The problem
Copy, word for word, the lines of the entries below between the one with "server until Ctrl-C" and the one with "if let Some(port)", inclusive, and leave out everything else.
*** Available data Section Begins ***
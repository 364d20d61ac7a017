use anyhow::Context;
use clap::{Parser, Subcommand};

use bookshelf_kernel::{settings::Settings, InitCtx, ModuleRegistry};

#[derive(Debug, Parser)]
#[command(name = "bookshelf", version, about = "In-memory book catalog over HTTP")]
struct Cli {
    #[command(subcommand)]
    command: Command,
}

#[derive(Debug, Subcommand)]
enum Command {
    /// Run the HTTP server until Ctrl-C
    Serve {
        /// Override `server.host`
        #[arg(long)]
        host: Option<String>,
        /// Override `server.port`
        #[arg(long)]
        port: Option<u16>,
        /// Start with an empty catalog
        #[arg(long)]
        no_seed: bool,
    },
    /// Print the merged OpenAPI document as JSON
    Openapi,
}

#[tokio::main]
async fn main() -> anyhow::Result<()> {
    let cli = Cli::parse();

    let mut settings = Settings::load().with_context(|| "failed to load Bookshelf settings")?;

    let mut registry = ModuleRegistry::new();
    bookshelf_app::register_all(&mut registry);

    match cli.command {
        Command::Serve {
            host,
            port,
            no_seed,
        } => {
            if let Some(host) = host {
                settings.server.host = host;
            }
            if let Some(port) = port {
                settings.server.port = port;
            }
            if no_seed {
                settings.catalog.seed = false;
            }
            serve(&registry, &settings).await
        }
        Command::Openapi => {
            let document = bookshelf_http::router::openapi_document(&registry);
            let rendered = serde_json::to_string_pretty(&document)
                .context("failed to render OpenAPI document")?;
            println!("{rendered}");
            Ok(())
        }
    }
}

async fn serve(registry: &ModuleRegistry, settings: &Settings) -> anyhow::Result<()> {
    bookshelf_telemetry::init(&settings.telemetry)?;

    tracing::info!(
        env = ?settings.environment,
        version = env!("CARGO_PKG_VERSION"),
        "bookshelf bootstrap starting"
    );

    let ctx = InitCtx { settings };
    registry.init_all(&ctx).await?;
    registry.start_all(&ctx).await?;

    let served = bookshelf_http::start_server(registry, settings).await;

    registry.stop_all().await?;
    served
}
*** Available data Section Ends ***
Solution
    /// Run the HTTP server until Ctrl-C
    Serve {
        /// Override `server.host`
        #[arg(long)]
        host: Option<String>,
        /// Override `server.port`
        #[arg(long)]
        port: Option<u16>,
        /// Start with an empty catalog
        #[arg(long)]
        no_seed: bool,
    },
    /// Print the merged OpenAPI document as JSON
    Openapi,
}

#[tokio::main]
async fn main() -> anyhow::Result<()> {
    let cli = Cli::parse();

    let mut settings = Settings::load().with_context(|| "failed to load Bookshelf settings")?;

    let mut registry = ModuleRegistry::new();
    bookshelf_app::register_all(&mut registry);

    match cli.command {
        Command::Serve {
            host,
            port,
            no_seed,
        } => {
            if let Some(host) = host {
                settings.server.host = host;
            }
            if let Some(port) = port {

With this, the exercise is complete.